26 octobre 2008

Bouquins

LaporteDESenfers-L. gaudé


Matteo est pressé ce matin là. Matteo fait courir Pippo, son fils. Matteo est en retard. Pippo est fatigué, Pippo veut s’arrêter, souffler, respirer un peu mais Matteo le tire, l’entraîne, l’exhorte à avancer.

Mais ce matin là, cette minute là, cette seconde là, une fusillade dans les rues de Naples vient stopper net la course de Matteo et Pippo. Briser net leurs pas ; voler la vie de Pippo. Dévaster celle de Matteo et pulvériser celle de Guiliana, la mère, la femme, arrêter sa vie aussi sec que si c’était elle qui avait reçu la balle perdue.

Peut-on revenir d’entre les morts ? Que deviennent les nôtres, les âmes de nos défunts une fois que l’ombre les a englouties ? N’existent-elles plus que dans nos souvenirs et nos cœurs ? S’étiolent-elles lentement avec le temps et l’érosion de la mémoire ?

Laurent Gaudé a écrit ce livre pour ses morts. Pour illuminer leurs ténèbres et ce récit se transforme en conte qui se voile peu à peu de magie, de douceur, de souffrance aussi, de nostalgie et de poésie.

Matteo, abandonné par Guiliana, elle-même trop dévastée pour rester aux cotés de son mari, va chercher son fils là-bas, en Enfers. Parce qu’il existe une Porte, que lui montrera le Professore Provolone. Les ombres des morts s’y glissent pour effleurer les corps de ceux qui les pleurent, les caresser, leur parler. Cette partie du roman est à la fois âpre, douloureuse, et lumineuse :

« …les ombres étaient en effet d’une incandescence variable. Certaines brillaient comme des feux follets, d’autres étaient si pâles qu’elles semblaient presque transparentes. « C’est la règle aux pays des morts… les ombres auxquelles on pense encore au pays des vivants, celles dont on honore la mémoire et sur lesquelles on pleure, sont lumineuses. Les autres, les morts oubliés, se ternissent et glissent à toute allure vers le centre de la spirale… Dans le foule épaisse de ces dizaines de milliers d’ombres, il distinguait maintenant mille particularités. Certaines pleuraient en se déchirant les yeux, d’autres souriaient, embrassant la terre avec gratitude. « Regarde celle-là… elle a les joues baignées de pleurs et sourit. Elle vient de sentir qu’un vivant pense à elle et c’est quelqu’un dont elle n’aurait jamais imaginé qu’il puisse se souvenir d’elle avec autant d’affection.

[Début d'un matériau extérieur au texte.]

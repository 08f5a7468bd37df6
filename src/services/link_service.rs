use std::sync::Arc;

use thiserror::Error;
use validator::Validate;

use crate::models::link::{LinkRecord, NewLink};
use crate::store::{LinkStore, StoreError};
use crate::utils::short_code::generate_code;

pub const RECENT_LIMIT: usize = 10;
pub const DEFAULT_MAX_ATTEMPTS: u32 = 5;

#[derive(Debug, Error)]
pub enum LinkError {
    #[error("Invalid URL provided")]
    InvalidUrl,

    #[error("Custom code must be between 4 and 10 characters")]
    InvalidLength,

    #[error("This custom code is already in use")]
    CodeTaken,

    #[error("URL not found")]
    NotFound,

    /// Every generated code collided with an existing one.
    #[error("no free short code after {0} attempts")]
    CodeSpaceExhausted(u32),

    #[error(transparent)]
    Store(#[from] StoreError),
}

/// Create, resolve and list short links on top of a [`LinkStore`].
#[derive(Clone)]
pub struct LinkService {
    store: Arc<dyn LinkStore>,
    base_url: String,
    max_attempts: u32,
}

impl LinkService {
    pub fn new(store: Arc<dyn LinkStore>, base_url: impl Into<String>) -> Self {
        Self {
            store,
            base_url: base_url.into().trim_end_matches('/').to_owned(),
            max_attempts: DEFAULT_MAX_ATTEMPTS,
        }
    }

    pub fn with_max_attempts(mut self, max_attempts: u32) -> Self {
        self.max_attempts = max_attempts.max(1);
        self
    }

    pub fn short_url(&self, record: &LinkRecord) -> String {
        record.short_url(&self.base_url)
    }

    pub fn store(&self) -> &dyn LinkStore {
        self.store.as_ref()
    }

    /// Validate the request and persist a new link.
    ///
    /// A custom code is checked for existence first, but the store's unique
    /// constraint is what decides: a duplicate on insert also yields
    /// [`LinkError::CodeTaken`]. Generated codes are retried on collision.
    pub async fn create(&self, new_link: NewLink) -> Result<LinkRecord, LinkError> {
        let new_link = new_link.normalized();
        if let Err(errors) = new_link.validate() {
            let fields = errors.field_errors();
            return Err(if fields.contains_key("original_url") {
                LinkError::InvalidUrl
            } else {
                LinkError::InvalidLength
            });
        }

        match new_link.custom_code {
            Some(code) => {
                if self.store.exists(&code).await? {
                    return Err(LinkError::CodeTaken);
                }
                let record = LinkRecord::new(new_link.original_url, code);
                match self.store.insert(&record).await {
                    Ok(()) => Ok(record),
                    Err(StoreError::Duplicate(_)) => Err(LinkError::CodeTaken),
                    Err(e) => Err(e.into()),
                }
            }
            None => self.insert_generated(new_link.original_url).await,
        }
    }

    async fn insert_generated(&self, original_url: String) -> Result<LinkRecord, LinkError> {
        for attempt in 1..=self.max_attempts {
            let record = LinkRecord::new(original_url.clone(), generate_code());
            match self.store.insert(&record).await {
                Ok(()) => return Ok(record),
                Err(StoreError::Duplicate(code)) => {
                    log::warn!("Generated code '{}' collided (attempt {})", code, attempt);
                }
                Err(e) => return Err(e.into()),
            }
        }
        Err(LinkError::CodeSpaceExhausted(self.max_attempts))
    }

    /// Count a click and return the record with the new click count.
    pub async fn resolve(&self, short_code: &str) -> Result<LinkRecord, LinkError> {
        self.store
            .increment_clicks(short_code)
            .await?
            .ok_or(LinkError::NotFound)
    }

    /// Read-only lookup, does not count a click.
    pub async fn get_analytics(&self, short_code: &str) -> Result<LinkRecord, LinkError> {
        self.store.find(short_code).await?.ok_or(LinkError::NotFound)
    }

    pub async fn list_recent(&self) -> Result<Vec<LinkRecord>, LinkError> {
        Ok(self.store.recent(RECENT_LIMIT).await?)
    }
}
use chrono::{DateTime, Utc};
use serde::{Deserialize, Deserializer, Serialize};
use validator::Validate;

use crate::utils::short_code::{validate_custom_code, validate_url};

/// A stored short link.
#[derive(Serialize, Deserialize, Debug, Clone, PartialEq)]
#[serde(rename_all = "camelCase")]
pub struct LinkRecord {
    pub original_url: String,
    pub short_code: String,
    pub created_at: DateTime<Utc>,
    pub clicks: i64,
}

impl LinkRecord {
    /// A fresh record with zero clicks, stamped at millisecond precision.
    pub fn new(original_url: String, short_code: String) -> Self {
        let now = Utc::now();
        let created_at = DateTime::from_timestamp_millis(now.timestamp_millis()).unwrap_or(now);

        Self {
            original_url,
            short_code,
            created_at,
            clicks: 0,
        }
    }

    /// Fully-qualified short URL under `base_url`.
    pub fn short_url(&self, base_url: &str) -> String {
        format!("{}/{}", base_url.trim_end_matches('/'), self.short_code)
    }
}

/// Input for creating a link, as posted by clients.
#[derive(Deserialize, Debug, Clone, Default, Validate)]
#[serde(rename_all = "camelCase")]
pub struct NewLink {
    #[serde(default, deserialize_with = "null_as_empty")]
    #[validate(custom(function = "validate_url"))]
    pub original_url: String,
    #[validate(custom(function = "validate_custom_code"))]
    pub custom_code: Option<String>,
}

/// `null` reads like a missing field, so it fails URL validation instead of parsing.
fn null_as_empty<'de, D>(deserializer: D) -> Result<String, D::Error>
where
    D: Deserializer<'de>,
{
    Ok(Option::<String>::deserialize(deserializer)?.unwrap_or_default())
}

impl NewLink {
    pub fn new(original_url: impl Into<String>, custom_code: Option<&str>) -> Self {
        Self {
            original_url: original_url.into(),
            custom_code: custom_code.map(String::from),
        }
    }

    /// An empty custom code means "generate one for me".
    pub fn normalized(mut self) -> Self {
        if self.custom_code.as_deref().is_some_and(str::is_empty) {
            self.custom_code = None;
        }
        self
    }
}

#[cfg(test)]
mod tests {
    use super::*;

    #[test]
    fn short_url_joins_base_and_code() {
        let record = LinkRecord::new("https://example.com".into(), "abcd".into());
        assert_eq!(record.short_url("https://sn.ip"), "https://sn.ip/abcd");
        assert_eq!(record.short_url("https://sn.ip/"), "https://sn.ip/abcd");
    }

    #[test]
    fn new_record_starts_without_clicks() {
        let record = LinkRecord::new("https://example.com".into(), "abcd".into());
        assert_eq!(record.clicks, 0);
        assert_eq!(record.created_at.timestamp_subsec_nanos() % 1_000_000, 0);
    }

    #[test]
    fn serializes_with_camel_case_fields() {
        let record = LinkRecord::new("https://example.com".into(), "abcd".into());
        let json = serde_json::to_value(&record).unwrap();
        assert_eq!(json["originalUrl"], "https://example.com");
        assert_eq!(json["shortCode"], "abcd");
        assert_eq!(json["clicks"], 0);
        assert!(json["createdAt"].is_string());
    }

    #[test]
    fn empty_custom_code_is_dropped() {
        let link = NewLink::new("https://example.com", Some("")).normalized();
        assert!(link.custom_code.is_none());

        let link = NewLink::new("https://example.com", Some("abcd")).normalized();
        assert_eq!(link.custom_code.as_deref(), Some("abcd"));
    }

    #[test]
    fn validation_flags_each_field() {
        let errors = NewLink::new("not-a-url", Some("ab")).validate().unwrap_err();
        let fields = errors.field_errors();
        assert!(fields.contains_key("original_url"));
        assert!(fields.contains_key("custom_code"));

        assert!(NewLink::new("https://example.com", None).validate().is_ok());
    }

    #[test]
    fn missing_original_url_deserializes_empty() {
        let link: NewLink = serde_json::from_str(r#"{"customCode":"abcd"}"#).unwrap();
        assert!(link.original_url.is_empty());
        assert!(link.validate().is_err());
    }

    #[test]
    fn null_original_url_deserializes_empty() {
        let link: NewLink = serde_json::from_str(r#"{"originalUrl":null}"#).unwrap();
        assert!(link.original_url.is_empty());
        assert!(link.validate().is_err());
    }
}
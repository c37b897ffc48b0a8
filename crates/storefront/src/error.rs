//! Unified error type for session-level operations.
//!
//! Store mutations never fail with an error; they report through
//! notifications and `MutationOutcome`. This type covers setup and the
//! operations that do return `Result`.

use thiserror::Error;

use crate::api::ApiError;
use crate::config::ConfigError;
use crate::forms::{FormError, ValidationError};
use crate::identity::IdentityError;
use crate::stores::CheckoutUnavailable;

/// Application-level error type for the storefront client.
#[derive(Debug, Error)]
pub enum AppError {
    /// Configuration could not be loaded.
    #[error("Configuration error: {0}")]
    Config(#[from] ConfigError),

    /// Identity file could not be read or written.
    #[error("Identity error: {0}")]
    Identity(#[from] IdentityError),

    /// Backend request failed.
    #[error("{0}")]
    Api(#[from] ApiError),

    /// Add-plant form was rejected.
    #[error("{0}")]
    Form(#[from] FormError),

    #[error(transparent)]
    Checkout(#[from] CheckoutUnavailable),
}

impl AppError {
    /// Whether this error should be reported to error tracking. Failures
    /// caused by user input or by the stubbed checkout are not.
    #[must_use]
    pub const fn is_reportable(&self) -> bool {
        match self {
            Self::Config(_)
            | Self::Identity(_)
            | Self::Api(_)
            | Self::Form(FormError::Submit(_)) => true,
            Self::Form(FormError::Validation(_)) | Self::Checkout(_) => false,
        }
    }
}

/// Whether a type-erased error should be reported to error tracking.
///
/// Recognizes `AppError` and each error it wraps; anything else is
/// reported.
#[must_use]
pub fn is_reportable(error: &(dyn std::error::Error + 'static)) -> bool {
    if let Some(e) = error.downcast_ref::<AppError>() {
        return e.is_reportable();
    }
    if let Some(e) = error.downcast_ref::<FormError>() {
        return !matches!(e, FormError::Validation(_));
    }
    !(error.is::<ValidationError>() || error.is::<CheckoutUnavailable>())
}

/// Result type alias for `AppError`.
pub type Result<T> = std::result::Result<T, AppError>;
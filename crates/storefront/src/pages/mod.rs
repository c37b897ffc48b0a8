//! Cart and wishlist screens.

pub mod cart;
pub mod wishlist;

pub use cart::{CartItemView, CartPage, CartView};
pub use wishlist::WishlistPage;
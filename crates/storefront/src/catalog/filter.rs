//! In-memory catalog filter.

use greenhouse_core::Plant;

/// Search text, category and stock filter applied to the fetched catalog.
#[derive(Debug, Clone, Default, PartialEq, Eq)]
pub struct CatalogFilter {
    /// Case-insensitive substring over name and scientific name.
    pub search: String,
    /// Exact category label; `None` means every category.
    pub category: Option<String>,
    /// Hide plants that are not available.
    pub in_stock_only: bool,
}

impl CatalogFilter {
    #[must_use]
    pub fn new() -> Self {
        Self::default()
    }

    #[must_use]
    pub fn with_search(mut self, search: impl Into<String>) -> Self {
        self.search = search.into();
        self
    }

    /// Restrict to a category. An empty label clears the restriction.
    #[must_use]
    pub fn with_category(mut self, category: impl Into<String>) -> Self {
        let category = category.into();
        self.category = (!category.trim().is_empty()).then_some(category);
        self
    }

    #[must_use]
    pub const fn in_stock_only(mut self, in_stock_only: bool) -> Self {
        self.in_stock_only = in_stock_only;
        self
    }

    /// Whether `plant` passes every active criterion.
    #[must_use]
    pub fn matches(&self, plant: &Plant) -> bool {
        plant.matches_text(&self.search)
            && self
                .category
                .as_deref()
                .is_none_or(|category| plant.has_category(category))
            && (!self.in_stock_only || plant.is_available)
    }

    /// Plants passing the filter, in their original order.
    #[must_use]
    pub fn apply<'a>(&self, plants: &'a [Plant]) -> Vec<&'a Plant> {
        plants.iter().filter(|p| self.matches(p)).collect()
    }
}
//! Subcommand implementations.
//!
//! Every command writes through [`Output`], which also prints the session's
//! notifications as they are published.

#![allow(clippy::print_stdout)]

pub mod cart;
pub mod plants;
pub mod wishlist;

use std::cell::RefCell;

use greenhouse_core::PlantId;
use greenhouse_storefront::Session;
use greenhouse_storefront::api::ApiError;
use greenhouse_storefront::notifications::{Notice, NoticeLevel};
use greenhouse_storefront::stores::MutationOutcome;
use serde::Serialize;
use tokio::sync::broadcast::{self, error::TryRecvError};

/// Boxed error returned by every command.
pub type CommandResult = Result<(), Box<dyn std::error::Error>>;

/// Terminal output for one invocation.
pub struct Output {
    json: bool,
    notices: RefCell<broadcast::Receiver<Notice>>,
}

impl Output {
    pub fn new(json: bool, notices: broadcast::Receiver<Notice>) -> Self {
        Self {
            json,
            notices: RefCell::new(notices),
        }
    }

    pub const fn is_json(&self) -> bool {
        self.json
    }

    pub fn line(&self, text: &str) {
        println!("{text}");
    }

    /// Print `value` as pretty JSON.
    ///
    /// # Errors
    ///
    /// Returns an error if `value` cannot be serialized.
    pub fn json<T: Serialize + ?Sized>(&self, value: &T) -> CommandResult {
        println!("{}", serde_json::to_string_pretty(value)?);
        Ok(())
    }

    /// Print every notice published since the last call.
    pub fn flush_notices(&self) {
        let mut notices = self.notices.borrow_mut();
        loop {
            match notices.try_recv() {
                Ok(notice) => {
                    let marker = match notice.level {
                        NoticeLevel::Success => "✔",
                        NoticeLevel::Info => "ℹ",
                        NoticeLevel::Error => "✖",
                    };
                    println!("{marker} {}", notice.message);
                }
                Err(TryRecvError::Lagged(skipped)) => {
                    tracing::debug!(skipped, "Dropped notices");
                }
                Err(TryRecvError::Empty | TryRecvError::Closed) => break,
            }
        }
    }

    /// Print pending notices and turn a failed outcome into an error.
    ///
    /// # Errors
    ///
    /// Returns the outcome message if the mutation failed.
    pub fn finish(&self, outcome: MutationOutcome) -> CommandResult {
        self.flush_notices();
        if outcome.success {
            Ok(())
        } else {
            Err(outcome.message.into())
        }
    }
}

/// Fetch the plant a command refers to.
async fn plant_by_id(
    session: &Session,
    id: &str,
) -> Result<greenhouse_core::Plant, ApiError> {
    session.client().get_plant(&PlantId::new(id)).await
}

Regarde. D’autres pleurent et s’arrachent les cheveux parce qu’elles pensaient que leur mémoire serait célébrée et découvrent, avec rage, que personne ne songe plus à elles. Ni leurs proches, ni leurs parents. Elles se vident et ternissent. Elles deviennent de plus en plus pâles jusqu’à être totalement translucides et filent vers le néant. »

Jamais Laurent Gaudé ne sombre dans une sentimentalisme dégoulinant et encore moins un pathos écoeurant. Il y a la deuil, l’absence, les remords, la douleur et le néant, mais le tout est nimbé d’un halo de respect et de douceur, servi par une plume fluide, caressante, presque rassurante.

C'est toujours la même très belle écriture, toujours ces caractères hors normes, ces personnages "à coté" du monde. un seul reproche: la descente aux enfers, la dérive "roman mystique"; c'est Orphée 2008

Comme si nos morts voulaient nous chuchoter à l’oreille des mots de réconfort.